Les policiers nous ont longuement interrogés. Surtout Yann et Philou. Comme l'homme
avait été écrasé par la camionnette alors qu'il s'enfuyait, il allait être difficile de plaider la
légitime défense.

A cause de la polémique qui enflait dans les médias, la venue de Ségolène Royal dans
notre ville fut définitivement annulée.

Quand je suis allé voir Cécile à l'hôpital, elle m'a simplement dit:
- … Heureusement, il y a encore des mecs comme toi…

Je me penchai pour l'embrasser. Elle arrêta mon geste en murmurant:


- Tu sais, j'ai raison... il faut vraiment tout faire pour qu'elle gagne!

Elle a esquissé un sourire qui se voulait désolé mais où je ne lus qu'une pitié de
commande -un apitoiement abject qu'elle croyait devoir m'octroyer pour solde de tout
compte.
Dans la lumière de son regard passait une ombre qui signifiait qu'il n'y aurait nul espoir
pour moi - quelque chose d'irrémédiable qui exprimait l'Impossible.

On frappa à la porte et Diane fit son entrée. Elle portait une énorme gerbe de roses
rouges. Le visage de Cécile s'illumina tout à coup.
- Il y a aussi une carte! Lis vite!…, dit Diane.

C'était un message de Ségolène Royal en personne.
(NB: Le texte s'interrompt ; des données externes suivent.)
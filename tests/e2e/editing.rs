use crate::common::harness::EditorTestHarness;
use crossterm::event::{KeyCode, KeyModifiers, MouseEvent, MouseEventKind};
use kode::model::event::{PaneId, TextPosition};

fn numbered_lines(count: usize) -> String {
    (1..=count).map(|i| format!("line {i}\n")).collect()
}

#[test]
fn test_typing_updates_screen_and_status() {
    let mut harness = EditorTestHarness::new(80, 24).unwrap();
    let path = harness.create_file("notes.txt", "").unwrap();
    harness.open_file(&path).unwrap();

    harness.type_text("Hello").unwrap();
    harness.send_key(KeyCode::Enter, KeyModifiers::NONE).unwrap();
    harness.type_text("World").unwrap();

    harness.assert_screen_contains("  1 Hello");
    harness.assert_screen_contains("  2 World");
    assert!(harness.get_status_bar().contains("notes.txt | Ln 2, Col 6"));
}

#[test]
fn test_shift_selection_is_highlighted() {
    let mut harness = EditorTestHarness::new(80, 24).unwrap();
    let path = harness.create_file("sel.txt", "abcdef\n").unwrap();
    harness.open_file(&path).unwrap();

    for _ in 0..3 {
        harness.send_key(KeyCode::Right, KeyModifiers::SHIFT).unwrap();
    }
    let theme = harness.editor().theme().clone();
    // text starts after the 4-column gutter on row 2
    for x in 4..7 {
        assert_eq!(harness.get_cell_style(x, 2).unwrap().bg, Some(theme.selection_bg));
    }
    assert_ne!(harness.get_cell_style(7, 2).unwrap().bg, Some(theme.selection_bg));

    // typing replaces the selection
    harness.type_text("X").unwrap();
    harness.assert_screen_contains("  1 Xdef");
}

#[test]
fn test_click_places_cursor() {
    let mut harness = EditorTestHarness::new(80, 24).unwrap();
    let path = harness.create_file("click.txt", "first\nsecond\nthird\n").unwrap();
    let view = harness.open_file(&path).unwrap();

    // row 3 is the second line, column 4 is the first text column
    harness.mouse_click(4 + 3, 3).unwrap();
    let cursor = harness.editor().workspace().view(view).unwrap().cursor();
    assert_eq!(cursor, TextPosition::new(1, 3));

    // clicking past the end of a line clamps to its end
    harness.mouse_click(70, 4).unwrap();
    let cursor = harness.editor().workspace().view(view).unwrap().cursor();
    assert_eq!(cursor, TextPosition::new(2, 5));
}

#[test]
fn test_scroll_wheel_scrolls_view() {
    let mut harness = EditorTestHarness::new(80, 24).unwrap();
    let path = harness.create_file("long.txt", &numbered_lines(100)).unwrap();
    let view = harness.open_file(&path).unwrap();

    harness
        .send_mouse(MouseEvent {
            kind: MouseEventKind::ScrollDown,
            column: 10,
            row: 10,
            modifiers: KeyModifiers::empty(),
        })
        .unwrap();
    harness.render().unwrap();

    let scroll = harness.editor().config().editor.mouse_scroll_lines;
    assert_eq!(
        harness.editor().workspace().view(view).unwrap().top_line(),
        scroll
    );
    let first_row = harness.get_row_text(2);
    let expected = format!("{:>3} line {}", scroll + 1, scroll + 1);
    assert!(first_row.starts_with(&expected), "row 2: {first_row}");
}

#[test]
fn test_cursor_movement_scrolls_into_view() {
    let mut harness = EditorTestHarness::new(80, 24).unwrap();
    let path = harness.create_file("long.txt", &numbered_lines(100)).unwrap();
    let view = harness.open_file(&path).unwrap();

    // 24 rows minus the status line and the tab header
    let visible = 21;
    for _ in 0..visible {
        harness.send_key(KeyCode::Down, KeyModifiers::NONE).unwrap();
    }
    assert_eq!(
        harness.editor().workspace().view(view).unwrap().top_line(),
        1
    );
    harness.assert_screen_contains(" 22 line 22");
}

#[test]
fn test_pane_focus_keys_and_quit() {
    let mut harness = EditorTestHarness::new(80, 24).unwrap();
    let a = harness.create_file("a.rs", "a\n").unwrap();
    let b = harness.create_file("b.rs", "b\n").unwrap();
    harness.open_file(&a).unwrap();
    harness.open_file(&b).unwrap();
    harness.mouse_drag(9, 0, 75, 12).unwrap();
    let right = harness.editor().workspace().active_pane();
    assert_ne!(right, PaneId(0));

    harness
        .send_key(KeyCode::Char('n'), KeyModifiers::CONTROL)
        .unwrap();
    assert_eq!(harness.editor().workspace().active_pane(), PaneId(0));
    harness
        .send_key(KeyCode::Char('p'), KeyModifiers::CONTROL)
        .unwrap();
    assert_eq!(harness.editor().workspace().active_pane(), right);

    // new files open in the last focused pane
    let c = harness.create_file("c.rs", "c\n").unwrap();
    harness.open_file(&c).unwrap();
    let labels: Vec<String> = harness
        .editor()
        .workspace()
        .pane(right)
        .unwrap()
        .tabs()
        .iter()
        .map(|t| t.label.clone())
        .collect();
    assert_eq!(labels, vec!["b.rs", "c.rs"]);

    assert!(!harness.should_quit());
    harness
        .send_key(KeyCode::Char('q'), KeyModifiers::CONTROL)
        .unwrap();
    assert!(harness.should_quit());
}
Pendant qu'elle lisait, Cécile poussait des cris de joie. Chaque mot la faisait tomber en
pâmoison. Elle donnait alors des baisers enthousiastes au morceau de carton puis le
berçait sur son cœur.
Les deux femmes se jetèrent dans les bras l'une de l'autre en riant de bonheur. Elles
restèrent longtemps à se câliner et à s'embrasser passionnément.
Puis, je n'entendis plus rien d'autre que le bruit de leurs deux bouches qui se malaxaient
avec ardeur.

Sur la carte qui traînait sur le lit, j'eus le temps de voir les mots: No pasaran!

Mes parents commençaient à se lasser de ma présence. Il me restait encore quatre jours


de congés à prendre mais je décidais de repartir le lendemain pour Zurich.